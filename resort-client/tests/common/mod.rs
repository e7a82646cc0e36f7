//! In-process mock of the resort backend, driven through `OneshotHttpClient`

#![allow(dead_code)]

use std::collections::HashMap;
use std::sync::{Arc, Mutex};

use axum::extract::{Path, Query, State};
use axum::http::{HeaderMap, StatusCode};
use axum::response::{IntoResponse, Response};
use axum::routing::{get, patch, post};
use axum::{Json, Router};
use base64::{Engine, engine::general_purpose::URL_SAFE_NO_PAD};
use chrono::{NaiveDate, Utc};
use serde_json::json;

use resort_client::{OneshotHttpClient, ResortClient};
use shared::models::*;

pub struct MockBackend {
    pub resorts: Vec<Resort>,
    pub rooms: Vec<Room>,
    pub restaurants: Vec<Restaurant>,
    pub users: Vec<User>,
    pub check_ins: Vec<CheckIn>,
    /// Number of mutating requests received
    pub writes: usize,
    next_id: i64,
}

pub type Shared = Arc<Mutex<MockBackend>>;

impl MockBackend {
    pub fn seeded() -> Self {
        let rooms = (1..=5)
            .map(|n| Room {
                id: n,
                resort_id: 1,
                room_number: format!("10{}", n),
                status: RoomStatus::Available,
            })
            .collect();
        Self {
            resorts: vec![Resort {
                id: 1,
                name: "Palm Bay".into(),
                location: "Cancun".into(),
                created_at: None,
                updated_at: None,
            }],
            rooms,
            restaurants: vec![Restaurant {
                id: 3,
                name: "Sea Breeze".into(),
                resort_id: 1,
                status: RestaurantStatus::Open,
            }],
            users: vec![
                User {
                    id: 10,
                    username: "nina".into(),
                    email: "nina@palmbay.test".into(),
                    role: Role::Host,
                    status: UserStatus::Inactive,
                    resort_id: Some(1),
                    restaurant_id: None,
                    meal_type: None,
                },
                User {
                    id: 11,
                    username: "omar".into(),
                    email: "omar@palmbay.test".into(),
                    role: Role::Manager,
                    status: UserStatus::Inactive,
                    resort_id: Some(1),
                    restaurant_id: None,
                    meal_type: None,
                },
            ],
            check_ins: Vec::new(),
            writes: 0,
            next_id: 100,
        }
    }

    fn next_id(&mut self) -> i64 {
        self.next_id += 1;
        self.next_id
    }
}

/// Unsigned JWT as the backend would issue it
pub fn token(username: &str, role: Role, exp_offset_secs: i64) -> String {
    let header = URL_SAFE_NO_PAD.encode(br#"{"alg":"HS256","typ":"JWT"}"#);
    let payload = json!({
        "sub": 1,
        "username": username,
        "role": role.as_str(),
        "exp": Utc::now().timestamp() + exp_offset_secs,
        "iat": Utc::now().timestamp(),
    });
    let body = URL_SAFE_NO_PAD.encode(payload.to_string());
    format!("{}.{}.sig", header, body)
}

fn ok<T: serde::Serialize>(data: T) -> Response {
    Json(json!({ "success": true, "data": data })).into_response()
}

fn fail(status: StatusCode, error: &str) -> Response {
    (status, Json(json!({ "success": false, "error": error }))).into_response()
}

fn authorized(headers: &HeaderMap) -> bool {
    headers
        .get("authorization")
        .and_then(|v| v.to_str().ok())
        .is_some_and(|v| v.starts_with("Bearer "))
}

async fn login(Json(body): Json<serde_json::Value>) -> Response {
    let username = body["username"].as_str().unwrap_or_default();
    let role = match (username, body["password"].as_str()) {
        ("admin", Some("secret")) => Role::Admin,
        ("manager", Some("secret")) => Role::Manager,
        ("host", Some("secret")) => Role::Host,
        ("stale", Some("secret")) => {
            return ok(json!({ "token": token(username, Role::Manager, -60) }));
        }
        _ => return fail(StatusCode::UNAUTHORIZED, "Invalid credentials"),
    };
    ok(json!({ "token": token(username, role, 3600) }))
}

async fn me(State(db): State<Shared>, headers: HeaderMap) -> Response {
    if !authorized(&headers) {
        return fail(StatusCode::UNAUTHORIZED, "Missing token");
    }
    let db = db.lock().unwrap();
    ok(&db.users[0])
}

async fn list_resorts(State(db): State<Shared>) -> Response {
    ok(&db.lock().unwrap().resorts)
}

async fn get_resort(State(db): State<Shared>, Path(id): Path<i64>) -> Response {
    let db = db.lock().unwrap();
    match db.resorts.iter().find(|r| r.id == id) {
        Some(r) => ok(r),
        None => fail(StatusCode::NOT_FOUND, "Resort not found"),
    }
}

async fn create_resort(State(db): State<Shared>, Json(body): Json<ResortCreate>) -> Response {
    let mut db = db.lock().unwrap();
    db.writes += 1;
    let resort = Resort {
        id: db.next_id(),
        name: body.name,
        location: body.location,
        created_at: None,
        updated_at: None,
    };
    db.resorts.push(resort.clone());
    (StatusCode::CREATED, Json(json!({ "success": true, "data": resort }))).into_response()
}

async fn delete_resort(State(db): State<Shared>, Path(id): Path<i64>) -> Response {
    let mut db = db.lock().unwrap();
    db.writes += 1;
    db.resorts.retain(|r| r.id != id);
    Json(json!({ "success": true, "message": "Resort deleted" })).into_response()
}

async fn resort_rooms(State(db): State<Shared>, Path(id): Path<i64>) -> Response {
    let db = db.lock().unwrap();
    let rooms: Vec<&Room> = db.rooms.iter().filter(|r| r.resort_id == id).collect();
    ok(rooms)
}

async fn resort_restaurants(State(db): State<Shared>, Path(id): Path<i64>) -> Response {
    let db = db.lock().unwrap();
    let list: Vec<&Restaurant> = db.restaurants.iter().filter(|r| r.resort_id == id).collect();
    ok(list)
}

async fn restaurant_status(
    State(db): State<Shared>,
    Path(id): Path<i64>,
    Json(body): Json<RestaurantStatusUpdate>,
) -> Response {
    let mut db = db.lock().unwrap();
    db.writes += 1;
    match db.restaurants.iter_mut().find(|r| r.id == id) {
        Some(r) => {
            r.status = body.status;
            ok(r.clone())
        }
        None => fail(StatusCode::NOT_FOUND, "Restaurant not found"),
    }
}

async fn get_user(State(db): State<Shared>, Path(id): Path<i64>) -> Response {
    let db = db.lock().unwrap();
    match db.users.iter().find(|u| u.id == id) {
        Some(u) => ok(u),
        None => fail(StatusCode::NOT_FOUND, "User not found"),
    }
}

async fn update_user(
    State(db): State<Shared>,
    Path(id): Path<i64>,
    Json(body): Json<UserUpdate>,
) -> Response {
    let mut db = db.lock().unwrap();
    db.writes += 1;
    match db.users.iter_mut().find(|u| u.id == id) {
        Some(u) => {
            *u = u.merged(&body);
            ok(u.clone())
        }
        None => fail(StatusCode::NOT_FOUND, "User not found"),
    }
}

async fn user_status(
    State(db): State<Shared>,
    Path(id): Path<i64>,
    Json(body): Json<UserStatusUpdate>,
) -> Response {
    let mut db = db.lock().unwrap();
    db.writes += 1;
    match db.users.iter_mut().find(|u| u.id == id) {
        Some(u) => {
            u.status = body.status;
            ok(u.clone())
        }
        None => fail(StatusCode::NOT_FOUND, "User not found"),
    }
}

async fn room_status(
    State(db): State<Shared>,
    Query(q): Query<HashMap<String, String>>,
) -> Response {
    let db = db.lock().unwrap();
    let resort_id: i64 = q.get("resortId").and_then(|v| v.parse().ok()).unwrap_or(0);
    let Some(meal) = q.get("mealType").and_then(|v| v.parse::<MealType>().ok()) else {
        return fail(StatusCode::BAD_REQUEST, "mealType is required");
    };
    let statuses: Vec<RoomCheckInStatus> = db
        .rooms
        .iter()
        .filter(|r| r.resort_id == resort_id)
        .map(|r| RoomCheckInStatus {
            room_id: r.id,
            room_number: Some(r.room_number.clone()),
            checked_in: db
                .check_ins
                .iter()
                .any(|c| c.room_id == r.id && c.meal_type == meal && c.is_active()),
        })
        .collect();
    ok(statuses)
}

async fn today(State(db): State<Shared>, Query(q): Query<HashMap<String, String>>) -> Response {
    let db = db.lock().unwrap();
    let resort_id: i64 = q.get("resortId").and_then(|v| v.parse().ok()).unwrap_or(0);
    let today = Utc::now().date_naive();
    let list: Vec<&CheckIn> = db
        .check_ins
        .iter()
        .filter(|c| c.resort_id == resort_id && c.service_date(&Utc) == today)
        .collect();
    ok(list)
}

async fn list_check_ins(
    State(db): State<Shared>,
    Query(q): Query<HashMap<String, String>>,
) -> Response {
    let db = db.lock().unwrap();
    let resort_id: i64 = q.get("resortId").and_then(|v| v.parse().ok()).unwrap_or(0);
    let Some(date) = q
        .get("date")
        .and_then(|d| NaiveDate::parse_from_str(d, "%Y-%m-%d").ok())
    else {
        return fail(StatusCode::BAD_REQUEST, "date is required");
    };
    let list: Vec<&CheckIn> = db
        .check_ins
        .iter()
        .filter(|c| c.resort_id == resort_id && c.service_date(&Utc) == date)
        .collect();
    ok(list)
}

async fn check_in(State(db): State<Shared>, Json(req): Json<CheckInRequest>) -> Response {
    let mut db = db.lock().unwrap();
    db.writes += 1;
    let taken = db
        .check_ins
        .iter()
        .any(|c| c.room_id == req.room_id && c.meal_type == req.meal_type && c.is_active());
    if taken {
        return fail(StatusCode::CONFLICT, "Room already checked in");
    }
    let record = CheckIn {
        id: db.next_id(),
        room_id: req.room_id,
        resort_id: req.resort_id,
        outlet_name: req.outlet_name,
        table_number: req.table_number,
        meal_type: req.meal_type,
        meal_plan: req.meal_plan,
        check_in_time: Utc::now(),
        check_out_time: None,
        status: CheckInStatus::CheckedIn,
        remarks: None,
    };
    db.check_ins.push(record.clone());
    ok(record)
}

async fn check_out(
    State(db): State<Shared>,
    headers: HeaderMap,
    Json(req): Json<CheckOutRequest>,
) -> Response {
    if !authorized(&headers) {
        return fail(StatusCode::UNAUTHORIZED, "Missing token");
    }
    let mut db = db.lock().unwrap();
    db.writes += 1;
    match db.check_ins.iter_mut().find(|c| c.id == req.check_in_id && c.is_active()) {
        Some(c) => {
            c.status = CheckInStatus::CheckedOut;
            c.check_out_time = Some(Utc::now());
            c.remarks = Some(req.remarks);
            ok(c.clone())
        }
        None => fail(StatusCode::NOT_FOUND, "Check-in not found"),
    }
}

async fn summary(State(db): State<Shared>) -> Response {
    let db = db.lock().unwrap();
    ok(shared::dining::CheckInSummary::from_records(&db.check_ins))
}

pub fn router(db: Shared) -> Router {
    Router::new()
        .route("/auth/login", post(login))
        .route("/auth/me", get(me))
        .route("/resorts", get(list_resorts).post(create_resort))
        .route("/resorts/{id}", get(get_resort).delete(delete_resort))
        .route("/resorts/{id}/rooms", get(resort_rooms))
        .route("/resorts/{id}/restaurants", get(resort_restaurants))
        .route("/restaurants/{id}/status", patch(restaurant_status))
        .route("/users/{id}", get(get_user).put(update_user))
        .route("/users/{id}/status", patch(user_status))
        .route("/checkins", get(list_check_ins))
        .route("/checkins/room-status", get(room_status))
        .route("/checkins/today", get(today))
        .route("/checkins/check-in", post(check_in))
        .route("/checkins/check-out", post(check_out))
        .route("/analytics/summary", get(summary))
        .with_state(db)
}

/// Client wired to a fresh seeded backend
pub fn setup() -> (ResortClient<OneshotHttpClient>, Shared) {
    let db: Shared = Arc::new(Mutex::new(MockBackend::seeded()));
    let client = ResortClient::new(OneshotHttpClient::new(router(db.clone())));
    (client, db)
}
——————————
• _Your instructions_
In the material above, find every line that has the string "Mutex" and pull those lines out.

• _Exercise response_
use std::sync::{Arc, Mutex};
pub type Shared = Arc<Mutex<MockBackend>>;
    let db: Shared = Arc::new(Mutex::new(MockBackend::seeded()));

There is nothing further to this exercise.